Stored data:
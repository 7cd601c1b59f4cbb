//! Verify command: report link and tool state without changing anything.
use anyhow::Result;
use std::sync::Arc;

use crate::cli::GlobalOpts;
use crate::logging::Logger;
use crate::resources::symlink::SymlinkResource;
use crate::resources::{Resource as _, ResourceState};
use crate::tasks::{Context, RunOptions, Task, TaskResult};

/// Programs the configuration expects on `PATH`.
pub const EXPECTED_TOOLS: &[&str] = &["brew", "fish", "git", "starship", "nvim", "tmux"];

/// Run the verify command.
///
/// # Errors
///
/// Returns an error if the root or home cannot be resolved or any link is
/// not in place.
pub fn run(global: &GlobalOpts, log: &Arc<Logger>) -> Result<()> {
    let ctx = super::build_context(global, RunOptions::default(), log)?;
    let tasks = all_verify_tasks();
    super::run_tasks_to_completion(tasks.iter().map(Box::as_ref), &ctx, log)
}

/// Tasks run by the verify command.
#[must_use]
pub fn all_verify_tasks() -> Vec<Box<dyn Task>> {
    vec![Box::new(VerifySymlinks), Box::new(VerifyTools)]
}

/// Check that every link points at its repository source.
#[derive(Debug)]
pub struct VerifySymlinks;

impl Task for VerifySymlinks {
    fn name(&self) -> &'static str {
        "Verify symlinks"
    }

    fn should_run(&self, ctx: &Context) -> bool {
        !ctx.config.links.is_empty()
    }

    fn run(&self, ctx: &Context) -> Result<TaskResult> {
        let mut broken = 0u32;

        for (source, target) in ctx.config.link_paths() {
            let resource = SymlinkResource::new(source, target.clone());
            match resource.current_state()? {
                ResourceState::Correct => {
                    ctx.log.debug(&format!("ok: {}", target.display()));
                }
                ResourceState::Missing => {
                    ctx.log.error(&format!("missing: {}", target.display()));
                    broken += 1;
                }
                ResourceState::Incorrect { current } => {
                    ctx.log
                        .error(&format!("wrong: {} ({current})", target.display()));
                    broken += 1;
                }
                ResourceState::Invalid { reason } => {
                    ctx.log.error(&reason);
                    broken += 1;
                }
            }
        }

        if broken > 0 {
            anyhow::bail!("{broken} of {} links not in place", ctx.config.links.len());
        }

        ctx.log
            .info(&format!("all {} links in place", ctx.config.links.len()));
        Ok(TaskResult::Ok)
    }
}

/// Check that the expected tools are installed.
#[derive(Debug)]
pub struct VerifyTools;

impl Task for VerifyTools {
    fn name(&self) -> &'static str {
        "Verify tools"
    }

    fn should_run(&self, _ctx: &Context) -> bool {
        true
    }

    fn run(&self, ctx: &Context) -> Result<TaskResult> {
        let missing: Vec<&str> = EXPECTED_TOOLS
            .iter()
            .copied()
            .filter(|tool| {
                let found = ctx.executor.which(tool);
                if found {
                    ctx.log.debug(&format!("found: {tool}"));
                } else {
                    ctx.log.warn(&format!("{tool} is not installed"));
                }
                !found
            })
            .collect();

        if missing.is_empty() {
            ctx.log
                .info(&format!("all {} tools installed", EXPECTED_TOOLS.len()));
            return Ok(TaskResult::Ok);
        }
        Ok(TaskResult::Skipped(format!("missing: {}", missing.join(", "))))
    }
}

_TASK PROMPT_
Starting at the line that has "its repository source." in the records above, restate word for word every line until the one that has "fn should_run(&self, ctx: &Context)", and include that one as well.

_OUTPUT BELOW_
/// Check that every link points at its repository source.
#[derive(Debug)]
pub struct VerifySymlinks;

impl Task for VerifySymlinks {
    fn name(&self) -> &'static str {
        "Verify symlinks"
    }

    fn should_run(&self, ctx: &Context) -> bool {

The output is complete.